*WORK ITEM*.
In the records below, count every line that contains the word "valid" and report only the total.
[[ THE DATA, beginning ]]
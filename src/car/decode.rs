//! Best-effort structured decoding of CAR blocks.
//!
//! Every block yields exactly one record: payloads that parse as dag-cbor
//! become structured documents, anything else is kept verbatim as raw bytes.
//! A single undecodable block never aborts the walk.

use crate::car::CarReader;
use crate::Result;
use ipld_core::ipld::Ipld;
use serde::Serialize;
use serde_json::{json, Value};
use std::io::Cursor;
use tracing::warn;

/// One decoded block: the stringified content address plus its payload.
#[derive(Debug, Clone, PartialEq, Serialize)]
pub struct DecodedRecord {
    pub cid: String,
    pub data: RecordData,
}

/// Payload representation, resolved once at decode time.
#[derive(Debug, Clone, PartialEq, Serialize)]
#[serde(untagged)]
pub enum RecordData {
    /// The payload parsed under the structured codec.
    Structured(Value),
    /// Fallback for payloads that are not valid dag-cbor.
    Raw { bytes: Vec<u8> },
}

/// Decode a CAR buffer into one record per block, in container order.
///
/// Fails only if the container itself cannot be opened or a frame is
/// malformed; per-block payload decode failures degrade to [`RecordData::Raw`]
/// and the walk continues.
pub fn decode_car(bytes: &[u8]) -> Result<Vec<DecodedRecord>> {
    let mut reader = CarReader::new(Cursor::new(bytes))?;
    let mut records = Vec::new();

    while let Some(block) = reader.next_block()? {
        let data = match serde_ipld_dagcbor::from_slice::<Ipld>(&block.data) {
            Ok(ipld) => RecordData::Structured(ipld_to_json(ipld)),
            Err(e) => {
                warn!(cid = %block.cid, "block is not valid dag-cbor, keeping raw bytes: {e}");
                RecordData::Raw { bytes: block.data }
            }
        };
        records.push(DecodedRecord {
            cid: block.cid.to_string(),
            data,
        });
    }

    Ok(records)
}

/// Render an IPLD document as JSON: links become `{"/": "<cid>"}` (dag-json
/// convention), byte strings become integer arrays.
fn ipld_to_json(ipld: Ipld) -> Value {
    match ipld {
        Ipld::Null => Value::Null,
        Ipld::Bool(b) => Value::Bool(b),
        Ipld::Integer(i) => match i64::try_from(i) {
            Ok(n) => Value::Number(n.into()),
            Err(_) => Value::String(i.to_string()),
        },
        Ipld::Float(f) => serde_json::Number::from_f64(f)
            .map(Value::Number)
            .unwrap_or(Value::Null),
        Ipld::String(s) => Value::String(s),
        Ipld::Bytes(b) => json!({ "bytes": b }),
        Ipld::List(items) => Value::Array(items.into_iter().map(ipld_to_json).collect()),
        Ipld::Map(map) => Value::Object(
            map.into_iter()
                .map(|(k, v)| (k, ipld_to_json(v)))
                .collect(),
        ),
        Ipld::Link(cid) => json!({ "/": cid.to_string() }),
    }
}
[[ THE DATA, end ]]
*WRITTEN ANSWER*.
2